Irregularidades Identificadas nas Contratações
Um despacho recente do Ministério Público do Amapá revelou que o governo local utilizou uma Ata de Registro de Preço falsa para firmar um contrato com a empresa Status Produções. As Secretarias de Cultura, Turismo e Desenvolvimento Rural foram as responsáveis por efetuar pagamentos indevidos, que ultrapassam R$ 26 milhões. Essa descoberta vem à tona após investigações motivadas por denúncias do deputado R. Nelson, que levantou questões sobre a transparência nos gastos públicos.
A Controladoria Geral do Estado (CGE) e o governo do Estado do Amazonas também se manifestaram, confirmando a fraude. “A auditoria realizada pela CGE mostrou que a Ata utilizada para justificar as contratações milionárias nunca existiu no sistema oficial do Governo do Amazonas para o objeto em questão. Trata-se de uma montagem referente a um certame destinado à aquisição de materiais hospitalares”, destaca um trecho do documento do MP.
Além disso, a CGE/AP enviou o Parecer Técnico de Auditoria nº 010/2025-CAD/CGE, que confirmou a falsidade da Ata de Registro de Preços nº 0137/2024-CSC. A auditoria revelou negligência por parte de servidores estaduais, resultando em pagamentos indevidos que totalizavam R$ 26.671.970,52 à empresa Status Produções Ltda., por meio das secretarias SECULT, SDR e SETUR. Essas informações foram prontamente divulgadas pelo Ministério Público.

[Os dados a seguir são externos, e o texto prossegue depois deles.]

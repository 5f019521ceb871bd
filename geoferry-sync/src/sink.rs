//! Sink store transport: device lookup, location lookup, insert.
//!
//! The sink is a Postgres database exposed through PostgREST (Supabase):
//!
//! ```text
//! GET  /rest/v1/{devices}?select=device_id&device_id=eq.{id}&limit=1
//! GET  /rest/v1/{locations}?select=id&device_id=eq.…&latitude=eq.…&longitude=eq.…&timestamp=eq.…&limit=1
//! POST /rest/v1/{locations}        (Prefer: return=minimal)
//! ```
//!
//! No unique constraint is assumed on the location table; duplicate
//! suppression lives in [`crate::guard`] and [`crate::writer`].

use std::time::Duration;

use serde_json::Value;

use geoferry_core::{CanonicalRecord, DeviceId, SinkConfig};

use crate::error::{HttpFailure, SinkError};

/// The three operations the pipeline consumes, plus a connectivity probe.
pub trait SinkStore: Send {
    /// Cheap authenticated read used by the startup check.
    fn ping(&self) -> Result<(), SinkError>;

    /// Is `device_id` registered in the device table?
    fn device_exists(&self, device_id: &DeviceId) -> Result<bool, SinkError>;

    /// Is there a row matching `(device_id, latitude, longitude, timestamp)`?
    fn location_exists(&self, record: &CanonicalRecord) -> Result<bool, SinkError>;

    /// Insert one location row.
    fn insert_location(&self, record: &CanonicalRecord) -> Result<(), SinkError>;
}

// ---------------------------------------------------------------------------
// PostgREST
// ---------------------------------------------------------------------------

/// [`SinkStore`] over Supabase's PostgREST endpoint.
pub struct SupabaseSink {
    agent: ureq::Agent,
    rest_url: String,
    api_key: String,
    devices_table: String,
    locations_table: String,
}

impl SupabaseSink {
    /// Build a client whose every request is bounded by `timeout`.
    pub fn new(config: &SinkConfig, timeout: Duration) -> Self {
        let agent = ureq::AgentBuilder::new().timeout(timeout).build();
        Self {
            agent,
            rest_url: format!("{}/rest/v1", config.url.trim_end_matches('/')),
            api_key: config.api_key.clone(),
            devices_table: config.devices_table.clone(),
            locations_table: config.locations_table.clone(),
        }
    }

    pub fn table_url(&self, table: &str) -> String {
        format!("{}/{}", self.rest_url, table)
    }

    fn authed(&self, request: ureq::Request) -> ureq::Request {
        request
            .set("apikey", &self.api_key)
            .set("Authorization", &format!("Bearer {}", self.api_key))
    }

    /// Run a filtered select and report whether any row came back.
    fn any_rows(&self, request: ureq::Request) -> Result<bool, SinkError> {
        let response = self
            .authed(request)
            .call()
            .map_err(|e| SinkError::from(HttpFailure::from(e)))?;
        let rows: Value = response
            .into_json()
            .map_err(|e| SinkError::Malformed(format!("response is not JSON: {e}")))?;
        match rows {
            Value::Array(rows) => Ok(!rows.is_empty()),
            other => Err(SinkError::Malformed(format!(
                "expected a JSON array of rows, got {other}"
            ))),
        }
    }
}

/// PostgREST equality filter value.
fn eq(value: impl std::fmt::Display) -> String {
    format!("eq.{value}")
}

impl SinkStore for SupabaseSink {
    fn ping(&self) -> Result<(), SinkError> {
        let request = self
            .agent
            .get(&self.table_url(&self.devices_table))
            .query("select", "device_id")
            .query("limit", "1");
        self.any_rows(request).map(|_| ())
    }

    fn device_exists(&self, device_id: &DeviceId) -> Result<bool, SinkError> {
        let request = self
            .agent
            .get(&self.table_url(&self.devices_table))
            .query("select", "device_id")
            .query("device_id", &eq(device_id))
            .query("limit", "1");
        self.any_rows(request)
    }

    fn location_exists(&self, record: &CanonicalRecord) -> Result<bool, SinkError> {
        let request = self
            .agent
            .get(&self.table_url(&self.locations_table))
            .query("select", "id")
            .query("device_id", &eq(&record.device_id))
            .query("latitude", &eq(record.latitude))
            .query("longitude", &eq(record.longitude))
            .query("timestamp", &eq(&record.timestamp))
            .query("limit", "1");
        self.any_rows(request)
    }

    fn insert_location(&self, record: &CanonicalRecord) -> Result<(), SinkError> {
        tracing::debug!(
            "inserting location row for {} at {}",
            record.device_id,
            record.timestamp
        );
        self.authed(self.agent.post(&self.table_url(&self.locations_table)))
            .set("Prefer", "return=minimal")
            .send_json(record)
            .map_err(|e| SinkError::from(HttpFailure::from(e)))?;
        Ok(())
    }
}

Como desdobramento das investigações, o MP solicitou à Secretária Clicia Vieira, irmã do governador Clécio Luís, e à Secretaria de Fazenda do Amapá, todos os documentos referentes aos pagamentos realizados à empresa Status Produções. A finalidade é garantir a transparência e a devida apuração dos fatos, protegendo o patrimônio público.
O Ministério Público também instaurou um procedimento preparatório para aprofundar as investigações sobre as irregularidades presentes no governo de Clécio Luís, especificamente nas pastas de Cultura, Setur e SDR. O montante total de recursos públicos envolvidos nessas operações chega a impressionantes R$ 100 milhões, levantando a necessidade de um exame minucioso para evitar que tais situações se repitam no futuro.